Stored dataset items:
###

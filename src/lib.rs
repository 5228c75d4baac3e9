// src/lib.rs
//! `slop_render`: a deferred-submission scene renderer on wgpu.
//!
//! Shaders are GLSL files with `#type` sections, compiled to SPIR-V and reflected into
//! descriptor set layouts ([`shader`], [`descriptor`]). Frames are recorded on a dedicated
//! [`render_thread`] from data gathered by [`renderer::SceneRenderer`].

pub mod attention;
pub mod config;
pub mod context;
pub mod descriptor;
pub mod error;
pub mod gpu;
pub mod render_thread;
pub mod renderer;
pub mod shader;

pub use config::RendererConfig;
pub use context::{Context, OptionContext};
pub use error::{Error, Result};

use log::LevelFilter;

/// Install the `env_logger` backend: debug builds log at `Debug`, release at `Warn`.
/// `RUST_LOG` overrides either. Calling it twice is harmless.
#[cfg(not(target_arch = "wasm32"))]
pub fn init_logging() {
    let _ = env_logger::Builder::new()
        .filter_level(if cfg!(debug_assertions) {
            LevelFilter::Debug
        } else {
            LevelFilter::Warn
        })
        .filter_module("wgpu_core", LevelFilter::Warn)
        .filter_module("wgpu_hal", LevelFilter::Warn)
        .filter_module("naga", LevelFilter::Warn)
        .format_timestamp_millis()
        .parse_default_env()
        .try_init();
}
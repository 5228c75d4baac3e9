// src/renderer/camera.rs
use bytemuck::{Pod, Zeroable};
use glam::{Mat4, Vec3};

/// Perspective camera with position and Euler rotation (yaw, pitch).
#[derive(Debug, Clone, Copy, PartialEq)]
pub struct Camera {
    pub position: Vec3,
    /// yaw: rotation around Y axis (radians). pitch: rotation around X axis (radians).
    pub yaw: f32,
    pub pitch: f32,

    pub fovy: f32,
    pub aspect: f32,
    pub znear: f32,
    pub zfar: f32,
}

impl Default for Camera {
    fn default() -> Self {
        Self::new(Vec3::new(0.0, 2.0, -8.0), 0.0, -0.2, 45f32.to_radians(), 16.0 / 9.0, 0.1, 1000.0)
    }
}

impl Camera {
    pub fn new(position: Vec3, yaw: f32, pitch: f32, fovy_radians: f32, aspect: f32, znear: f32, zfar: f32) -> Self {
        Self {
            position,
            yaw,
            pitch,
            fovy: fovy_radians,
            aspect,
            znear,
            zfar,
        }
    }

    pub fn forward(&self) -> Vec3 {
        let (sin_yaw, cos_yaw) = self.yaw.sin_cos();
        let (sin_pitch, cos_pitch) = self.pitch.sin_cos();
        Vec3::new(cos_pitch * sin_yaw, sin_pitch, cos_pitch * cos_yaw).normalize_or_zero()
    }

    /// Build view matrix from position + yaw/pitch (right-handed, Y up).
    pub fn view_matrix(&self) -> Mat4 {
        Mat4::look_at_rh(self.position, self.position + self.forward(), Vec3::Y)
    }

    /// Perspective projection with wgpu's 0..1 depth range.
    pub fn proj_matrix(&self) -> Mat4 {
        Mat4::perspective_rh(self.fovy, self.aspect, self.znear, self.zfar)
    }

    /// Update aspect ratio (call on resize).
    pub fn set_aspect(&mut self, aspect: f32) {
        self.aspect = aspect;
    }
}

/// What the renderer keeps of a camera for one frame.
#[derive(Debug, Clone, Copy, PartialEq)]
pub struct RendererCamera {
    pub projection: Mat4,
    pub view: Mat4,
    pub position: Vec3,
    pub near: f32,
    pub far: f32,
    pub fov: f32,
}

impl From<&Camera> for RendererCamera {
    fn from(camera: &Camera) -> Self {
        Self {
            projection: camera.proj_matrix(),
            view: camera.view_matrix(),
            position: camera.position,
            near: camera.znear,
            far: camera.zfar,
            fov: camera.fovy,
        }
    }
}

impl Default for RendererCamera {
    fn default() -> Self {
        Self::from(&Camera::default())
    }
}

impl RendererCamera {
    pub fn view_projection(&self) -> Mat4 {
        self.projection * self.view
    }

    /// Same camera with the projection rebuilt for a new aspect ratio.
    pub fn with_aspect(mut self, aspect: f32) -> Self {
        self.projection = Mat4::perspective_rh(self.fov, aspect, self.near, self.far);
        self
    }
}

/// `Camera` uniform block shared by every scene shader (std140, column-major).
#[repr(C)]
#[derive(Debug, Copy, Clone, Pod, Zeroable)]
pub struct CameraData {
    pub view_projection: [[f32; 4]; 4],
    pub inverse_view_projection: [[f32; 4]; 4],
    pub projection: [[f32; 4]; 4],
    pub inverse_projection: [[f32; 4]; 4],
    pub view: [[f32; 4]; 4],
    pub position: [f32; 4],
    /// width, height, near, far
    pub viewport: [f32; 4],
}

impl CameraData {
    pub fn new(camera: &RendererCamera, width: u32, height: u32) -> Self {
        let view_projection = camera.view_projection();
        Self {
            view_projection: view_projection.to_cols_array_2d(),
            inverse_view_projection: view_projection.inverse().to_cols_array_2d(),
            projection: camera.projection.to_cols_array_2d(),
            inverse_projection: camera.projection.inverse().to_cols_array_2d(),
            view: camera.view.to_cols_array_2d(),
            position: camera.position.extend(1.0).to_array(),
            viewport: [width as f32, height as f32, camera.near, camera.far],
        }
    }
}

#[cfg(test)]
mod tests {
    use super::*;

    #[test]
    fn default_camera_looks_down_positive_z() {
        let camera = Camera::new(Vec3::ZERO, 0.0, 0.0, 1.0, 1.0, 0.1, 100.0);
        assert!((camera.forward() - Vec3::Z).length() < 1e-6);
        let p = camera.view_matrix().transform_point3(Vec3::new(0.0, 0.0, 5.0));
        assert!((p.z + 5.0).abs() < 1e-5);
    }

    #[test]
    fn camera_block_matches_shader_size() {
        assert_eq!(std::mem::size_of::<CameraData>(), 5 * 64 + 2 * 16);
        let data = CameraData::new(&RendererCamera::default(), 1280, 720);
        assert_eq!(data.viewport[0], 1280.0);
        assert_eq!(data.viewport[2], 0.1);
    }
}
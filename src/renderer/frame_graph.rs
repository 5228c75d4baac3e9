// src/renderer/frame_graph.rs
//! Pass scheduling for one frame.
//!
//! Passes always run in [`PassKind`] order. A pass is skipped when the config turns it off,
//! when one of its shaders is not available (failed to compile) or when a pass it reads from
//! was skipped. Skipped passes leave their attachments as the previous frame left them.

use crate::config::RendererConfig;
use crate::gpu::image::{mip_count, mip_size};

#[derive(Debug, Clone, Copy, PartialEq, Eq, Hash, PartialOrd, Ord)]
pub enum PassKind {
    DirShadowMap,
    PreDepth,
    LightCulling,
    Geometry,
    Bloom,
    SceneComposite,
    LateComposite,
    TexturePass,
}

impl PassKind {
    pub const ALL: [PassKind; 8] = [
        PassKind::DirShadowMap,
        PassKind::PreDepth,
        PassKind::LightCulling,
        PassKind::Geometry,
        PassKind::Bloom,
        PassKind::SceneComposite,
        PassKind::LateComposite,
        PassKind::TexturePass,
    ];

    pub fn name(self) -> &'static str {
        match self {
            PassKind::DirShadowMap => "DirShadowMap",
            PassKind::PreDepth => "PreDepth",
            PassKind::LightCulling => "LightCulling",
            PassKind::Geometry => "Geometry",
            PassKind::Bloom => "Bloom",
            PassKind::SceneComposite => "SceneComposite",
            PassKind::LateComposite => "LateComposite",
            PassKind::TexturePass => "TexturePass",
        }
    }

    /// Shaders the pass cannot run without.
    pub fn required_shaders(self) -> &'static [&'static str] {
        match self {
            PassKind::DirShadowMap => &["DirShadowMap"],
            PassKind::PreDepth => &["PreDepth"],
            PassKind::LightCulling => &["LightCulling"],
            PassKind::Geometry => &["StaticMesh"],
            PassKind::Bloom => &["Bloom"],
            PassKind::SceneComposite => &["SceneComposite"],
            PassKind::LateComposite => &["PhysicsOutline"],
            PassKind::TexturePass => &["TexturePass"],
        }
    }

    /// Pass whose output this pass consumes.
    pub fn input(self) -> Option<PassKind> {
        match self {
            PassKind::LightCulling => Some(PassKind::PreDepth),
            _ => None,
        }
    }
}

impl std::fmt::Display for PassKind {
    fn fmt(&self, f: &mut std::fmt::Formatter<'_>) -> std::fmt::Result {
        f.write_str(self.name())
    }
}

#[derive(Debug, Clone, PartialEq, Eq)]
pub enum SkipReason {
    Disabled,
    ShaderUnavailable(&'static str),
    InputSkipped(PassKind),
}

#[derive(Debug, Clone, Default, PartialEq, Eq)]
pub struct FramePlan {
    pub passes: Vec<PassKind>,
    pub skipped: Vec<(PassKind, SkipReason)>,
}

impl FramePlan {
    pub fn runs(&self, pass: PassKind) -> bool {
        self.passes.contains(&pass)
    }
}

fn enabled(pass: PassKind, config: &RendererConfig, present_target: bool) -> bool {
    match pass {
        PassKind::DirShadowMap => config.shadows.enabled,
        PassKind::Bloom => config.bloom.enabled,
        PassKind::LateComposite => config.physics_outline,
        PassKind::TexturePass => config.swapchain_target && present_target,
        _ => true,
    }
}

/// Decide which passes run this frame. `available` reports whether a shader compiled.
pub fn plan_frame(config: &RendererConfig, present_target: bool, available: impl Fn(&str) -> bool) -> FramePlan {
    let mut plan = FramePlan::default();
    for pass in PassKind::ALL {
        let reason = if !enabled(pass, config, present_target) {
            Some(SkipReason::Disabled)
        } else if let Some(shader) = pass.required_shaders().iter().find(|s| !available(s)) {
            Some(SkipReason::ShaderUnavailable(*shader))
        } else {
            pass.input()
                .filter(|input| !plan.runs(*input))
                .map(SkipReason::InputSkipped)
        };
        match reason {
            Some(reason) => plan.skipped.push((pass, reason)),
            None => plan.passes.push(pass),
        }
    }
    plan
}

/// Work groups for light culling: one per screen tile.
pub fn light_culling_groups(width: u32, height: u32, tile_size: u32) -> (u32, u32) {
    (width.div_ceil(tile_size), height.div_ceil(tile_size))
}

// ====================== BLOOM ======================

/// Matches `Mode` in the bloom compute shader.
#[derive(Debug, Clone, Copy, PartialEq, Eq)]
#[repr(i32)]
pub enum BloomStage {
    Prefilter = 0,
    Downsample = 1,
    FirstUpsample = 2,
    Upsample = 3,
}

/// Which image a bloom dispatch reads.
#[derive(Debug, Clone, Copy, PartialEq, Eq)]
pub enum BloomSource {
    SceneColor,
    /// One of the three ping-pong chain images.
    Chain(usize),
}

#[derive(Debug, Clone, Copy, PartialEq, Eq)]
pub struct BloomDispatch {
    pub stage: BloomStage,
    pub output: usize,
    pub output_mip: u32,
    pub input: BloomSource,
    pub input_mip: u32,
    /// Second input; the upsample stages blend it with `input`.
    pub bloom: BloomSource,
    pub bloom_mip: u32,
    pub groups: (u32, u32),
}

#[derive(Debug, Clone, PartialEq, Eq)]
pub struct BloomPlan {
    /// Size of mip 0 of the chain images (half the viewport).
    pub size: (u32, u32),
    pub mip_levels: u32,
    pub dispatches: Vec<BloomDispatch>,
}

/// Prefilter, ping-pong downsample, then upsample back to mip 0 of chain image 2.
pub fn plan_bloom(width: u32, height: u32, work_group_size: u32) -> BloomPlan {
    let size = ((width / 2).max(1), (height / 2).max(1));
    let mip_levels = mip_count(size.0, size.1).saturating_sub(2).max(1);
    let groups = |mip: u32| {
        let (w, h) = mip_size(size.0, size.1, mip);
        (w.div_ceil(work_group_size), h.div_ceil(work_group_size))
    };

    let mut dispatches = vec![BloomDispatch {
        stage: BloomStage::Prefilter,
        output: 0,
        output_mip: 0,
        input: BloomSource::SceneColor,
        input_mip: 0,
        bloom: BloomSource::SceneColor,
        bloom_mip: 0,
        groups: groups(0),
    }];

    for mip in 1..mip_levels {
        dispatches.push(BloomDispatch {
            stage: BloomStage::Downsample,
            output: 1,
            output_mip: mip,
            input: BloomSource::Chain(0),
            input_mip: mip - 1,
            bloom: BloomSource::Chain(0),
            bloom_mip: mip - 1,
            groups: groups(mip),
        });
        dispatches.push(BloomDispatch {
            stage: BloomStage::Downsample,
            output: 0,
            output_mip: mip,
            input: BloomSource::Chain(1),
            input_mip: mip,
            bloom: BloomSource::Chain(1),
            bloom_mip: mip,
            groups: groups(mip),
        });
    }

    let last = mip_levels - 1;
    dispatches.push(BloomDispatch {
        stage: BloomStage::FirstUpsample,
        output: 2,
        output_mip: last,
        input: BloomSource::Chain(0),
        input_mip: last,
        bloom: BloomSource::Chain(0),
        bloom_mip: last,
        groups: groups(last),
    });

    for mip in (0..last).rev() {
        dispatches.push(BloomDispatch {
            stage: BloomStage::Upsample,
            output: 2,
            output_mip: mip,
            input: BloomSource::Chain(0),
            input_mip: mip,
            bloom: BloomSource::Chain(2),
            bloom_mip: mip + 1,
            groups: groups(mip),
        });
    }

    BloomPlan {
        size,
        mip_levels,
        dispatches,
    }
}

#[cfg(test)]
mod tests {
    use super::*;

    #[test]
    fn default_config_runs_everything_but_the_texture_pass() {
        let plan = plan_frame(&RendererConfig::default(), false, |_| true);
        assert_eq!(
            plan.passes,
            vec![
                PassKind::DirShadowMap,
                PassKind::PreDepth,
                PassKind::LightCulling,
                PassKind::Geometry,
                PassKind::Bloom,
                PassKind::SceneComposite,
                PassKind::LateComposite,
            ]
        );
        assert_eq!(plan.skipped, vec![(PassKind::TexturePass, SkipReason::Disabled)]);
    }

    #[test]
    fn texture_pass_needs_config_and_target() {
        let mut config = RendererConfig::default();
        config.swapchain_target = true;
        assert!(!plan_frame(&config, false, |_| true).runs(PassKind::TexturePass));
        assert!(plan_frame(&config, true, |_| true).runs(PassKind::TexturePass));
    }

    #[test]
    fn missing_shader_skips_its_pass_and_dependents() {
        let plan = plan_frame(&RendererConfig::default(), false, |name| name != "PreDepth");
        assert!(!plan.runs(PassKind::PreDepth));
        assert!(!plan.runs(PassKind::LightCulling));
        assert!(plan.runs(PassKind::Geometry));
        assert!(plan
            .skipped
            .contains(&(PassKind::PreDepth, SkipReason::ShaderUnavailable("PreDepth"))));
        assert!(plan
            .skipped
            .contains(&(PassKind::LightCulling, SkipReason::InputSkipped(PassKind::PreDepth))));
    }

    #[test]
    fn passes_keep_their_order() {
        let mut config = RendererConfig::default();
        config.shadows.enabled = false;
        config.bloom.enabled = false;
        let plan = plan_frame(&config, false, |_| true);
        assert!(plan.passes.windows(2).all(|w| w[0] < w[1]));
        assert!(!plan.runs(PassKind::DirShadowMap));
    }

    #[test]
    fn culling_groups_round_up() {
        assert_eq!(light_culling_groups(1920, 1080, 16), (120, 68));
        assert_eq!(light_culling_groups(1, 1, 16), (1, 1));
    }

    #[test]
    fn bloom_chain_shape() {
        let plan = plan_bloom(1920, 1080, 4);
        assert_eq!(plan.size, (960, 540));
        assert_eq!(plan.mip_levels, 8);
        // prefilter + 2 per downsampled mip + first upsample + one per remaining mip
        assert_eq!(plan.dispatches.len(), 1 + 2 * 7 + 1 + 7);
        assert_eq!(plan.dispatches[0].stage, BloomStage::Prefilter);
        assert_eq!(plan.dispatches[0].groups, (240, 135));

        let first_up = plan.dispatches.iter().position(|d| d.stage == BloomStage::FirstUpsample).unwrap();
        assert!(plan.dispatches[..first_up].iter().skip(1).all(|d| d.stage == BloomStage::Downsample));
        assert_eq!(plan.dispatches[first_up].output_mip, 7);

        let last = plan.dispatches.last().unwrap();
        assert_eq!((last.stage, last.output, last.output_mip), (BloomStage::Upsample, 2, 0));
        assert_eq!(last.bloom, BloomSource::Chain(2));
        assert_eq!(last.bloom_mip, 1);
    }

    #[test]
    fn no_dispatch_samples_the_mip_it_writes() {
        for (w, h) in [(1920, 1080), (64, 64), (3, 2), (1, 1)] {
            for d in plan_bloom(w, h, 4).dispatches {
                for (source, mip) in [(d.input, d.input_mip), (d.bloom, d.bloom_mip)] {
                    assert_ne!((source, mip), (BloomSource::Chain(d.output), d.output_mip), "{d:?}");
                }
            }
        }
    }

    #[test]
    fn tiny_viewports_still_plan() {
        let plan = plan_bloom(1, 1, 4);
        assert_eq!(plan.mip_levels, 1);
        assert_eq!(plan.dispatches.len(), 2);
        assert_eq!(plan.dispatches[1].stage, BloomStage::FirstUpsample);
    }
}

###

Exactly as written, reproduce the lines of the data above from the first line through the line where "pub mod context;" appears.

filename src/lib.rs
repository 5228c75d4baac3e9
// src/lib.rs
//! `slop_render`: a deferred-submission scene renderer on wgpu.
//!
//! Shaders are GLSL files with `#type` sections, compiled to SPIR-V and reflected into
//! descriptor set layouts ([`shader`], [`descriptor`]). Frames are recorded on a dedicated
//! [`render_thread`] from data gathered by [`renderer::SceneRenderer`].

pub mod attention;
pub mod config;
pub mod context;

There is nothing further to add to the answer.